Il Ténéré, in lingua Tuaregh è ciò che non esiste....., e questo la dice lunga su quanto sia temuto, ma al tempo stesso esaltato questo magico deserto. E' l'ultima propaggine dell'immenso Sahara, più di 800 km di sabbia, ora piatto ora dunoso, spazi che sembrano non avere mai fine, dove inevitabilmente si perde la percezione dello spazio vitale. L'erosione del tempo ha creato sulla roccia delle forme bizzarre, giganteschi archi naturali sembrano emergere delle sabbie infuocate da un sole inesorabile, picchi, guglie e torrioni di arenaria sono i muti testimoni di un'evoluzione naturale che a queste latitudini si sta ancora compiendo. E pensare che milioni di anni fa, qui scorrevano fiumi impetuosi tra foreste lussureggianti ( il Tafassasset è oggi un fiume fossile che anticamente scorreva per centinaia di chilometri tra Algeria e Niger!!! ) e la fauna era numerosa e variegata. A memoria di quel tempo, diversi siti di arte rupestre possono dare solo un'idea di come le cose fossero diverse, e farci riflettere su quanto siano importanti  e condizionanti  i mutamenti geologici e climatici. Provate solo a pensare agli animali costretti a spostarsi o a modificarsi geneticamente ( l'evoluzione  della specie di C. Darwin insegna ), o gruppi etnici che per riuscire a sopravvivere e vincere l'avanzata del deserto, sono dovuti migrare per chilometri e chilometri ( i pastori Peul ne sono la prova emblematica,  originari dell'Alto Nilo sono emigrati progressivamente in vaste zone dell'Africa Occidentale ).

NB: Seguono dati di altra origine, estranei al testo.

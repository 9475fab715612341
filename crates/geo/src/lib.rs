//! Geospatial primitives: great-circle distance and nearest-cell search.
//!
//! Grids are flat row-major slices of per-cell latitudes and longitudes with
//! explicit `ny` x `nx` shape, the layout the model reader produces. The
//! search scans every unmasked cell, so it stays exact for the curvilinear
//! grids the wave models use (no spatial index assumptions).

pub mod error;
pub mod haversine;
pub mod nearest;

pub use error::GeoError;
pub use haversine::haversine;
pub use nearest::{NearestMatch, nearest_cells};
//! Error types for nereus-fetch.

/// Error type for swath acquisition.
///
/// `RetryExhausted` is the terminal failure of the batch fetch: one
/// member ran out of attempts. It aborts the whole run so a transient
/// provider outage is visible instead of silently thinning the archive.
#[derive(Debug, thiserror::Error)]
pub enum FetchError {
    /// Wraps a filesystem or transfer error for a single attempt.
    #[error("io error: {reason}")]
    Io {
        /// Description of the underlying failure.
        reason: String,
    },

    /// Returned when a named file is not present at the source.
    #[error("file '{name}' not found at source")]
    NotFound {
        /// Name of the missing file.
        name: String,
    },

    /// Returned when a filename does not carry a parseable date stamp.
    #[error("file '{name}' has no parseable date stamp")]
    BadStamp {
        /// The offending filename.
        name: String,
    },

    /// Returned when every attempt for one file failed.
    #[error("giving up on '{name}' after {attempts} attempts")]
    RetryExhausted {
        /// Name of the file that could not be fetched.
        name: String,
        /// Number of attempts made.
        attempts: u32,
    },

    /// Wraps a thread-pool construction failure.
    #[error("worker pool error: {reason}")]
    Pool {
        /// Description of the pool build failure.
        reason: String,
    },
}

impl From<std::io::Error> for FetchError {
    fn from(e: std::io::Error) -> Self {
        FetchError::Io {
            reason: e.to_string(),
        }
    }
}
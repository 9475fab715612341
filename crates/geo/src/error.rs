//! Error types for the nereus-geo crate.

/// Error type for all fallible operations in the nereus-geo crate.
#[derive(Debug, Clone, thiserror::Error)]
pub enum GeoError {
    /// Returned when the coordinate slices do not match the stated grid shape.
    #[error("grid shape mismatch: {ny}x{nx} grid needs {} cells, got {len}", ny * nx)]
    GridShapeMismatch {
        /// Number of grid rows.
        ny: usize,
        /// Number of grid columns.
        nx: usize,
        /// Length of the offending coordinate slice.
        len: usize,
    },

    /// Returned when the validity mask length does not match the grid size.
    #[error("mask length {mask} does not match grid size {cells}")]
    MaskLengthMismatch {
        /// Length of the mask slice.
        mask: usize,
        /// Number of grid cells.
        cells: usize,
    },
}

#[cfg(test)]
mod tests {
    use super::*;

    #[test]
    fn error_grid_shape_mismatch() {
        let e = GeoError::GridShapeMismatch {
            ny: 2,
            nx: 3,
            len: 5,
        };
        assert_eq!(e.to_string(), "grid shape mismatch: 2x3 grid needs 6 cells, got 5");
    }

    #[test]
    fn error_mask_length_mismatch() {
        let e = GeoError::MaskLengthMismatch { mask: 4, cells: 6 };
        assert_eq!(e.to_string(), "mask length 4 does not match grid size 6");
    }

    #[test]
    fn error_is_send_and_sync() {
        fn assert_impl<T: Send + Sync + std::error::Error>() {}
        assert_impl::<GeoError>();
    }
}
//! Time handling for the collocation suite: epoch-offset conversions and
//! tolerance-window matching of timestamped samples.

pub mod epoch;
pub mod window;

pub use epoch::{datetimes_to_epoch_offsets, epoch_offsets_to_datetimes, hour_rounder};
pub use window::{WindowMatches, match_window, match_window_offsets};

Il Ténéré è anche la linea di quel confine, non scritto sulle carte, fra il Sahara bianco e a prevalenza mussulmano e l'Africa nera, animista dei riti propiziatori e delle danze tribali, dove quasi tutto è ancora legato a ritmi e valenze ancestrali. Attorno all'anno mille i traffici carovanieri erano al loro apice, e tutto passava attraverso le piste del deserto, da nord a sud , da est ad ovest, il Sahara rappresentava il punto d'incontro e di passaggio di merci, culture, popoli e di religioni. I Tuaregh saggi e " navigatori " esperti, dicono che il deserto non lo si vive, ma lo si attraversa, loro con le carovane di dromedari le mitiche navi del deserto, in Mali è chiamata " Azalai " e in Niger " Tarlamt "; noi moderni viaggiatori ci appoggiamo ai potenti fuoristrada per affrontare una traversata che ancora oggi, ha il sapore delle grandi esplorazioni del passato. e di religioni

 Tramonto nel Ténéré           

Nomi magici come Arakao, in lingua Tuaregh " Tcin Taburak ", è la chela del granchio, un anfiteatro di sabbia che penetra in una vallata rocciosa avvolta come in uno stretto abbraccio ( la chela!! ) da grandi dune che sembrano toccare il cielo. L'Adrar Chiriet, le cui rocce nere sembrano fuoriuscire da un oceano di dune in tempesta..., le dune sono vive e le loro creste si spostano seguendo i capricci del vento; un campo sotto le stelle e attorno al fuoco è qualcosa di magico ed indimenticabile. Ma il Ténéré non è solo sabbia, nella falesia del Kaouar, all'estremità occidentale del deserto in direzione sud - nord, una serie di oasi dai verdi palmeti offrono riparo e conforto ai viaggiatori; chiunque essi siano, turisti o cammellieri godranno della frescura sotto le palme ombrose e del refrigerio dell'acqua che, come per magia, scorre abbondante nelle viscere della roccia.
Città fortificate come Djado e Djaba, offrivano riparo ai mercanti che dal mediterraneo transitavano per scambiare le merci. Numerosi siti di arte rupestre si trovano nei diversi angoli del Ténéré ( in Niger ci sono solo graffiti ) o nelle immediate vicinanze dell'Air, tra questi citiamo le splendide giraffe istoriate di Kori Dabous, sicuramente il più bel graffito di tutto il Sahara!!! Ma le sorprese non sono terminate, a chi pensa che il deserto non sia solo sabbia non si immaginerebbe mai di trovare delle ossa di dinosauro, sparse qua o là, affioranti tra le dune. Uno spettacolo unico che si può ammirare in due luoghi, Gadufaua, prima dell'Albero del Ténéré ( vedi Curiosità ) grazie ad una spedizione italiana che effettuò il ritrovamento, e nei pressi di Ingal, dove si sta allestendo un piccolo museo per alloggiare i reperti che ora sono sparsi in un locale angusto di proprietà di una società mineraria giapponese ( che lavora ad Arlit per l'estrazione dell'uranio ), che finanzia gli scavi.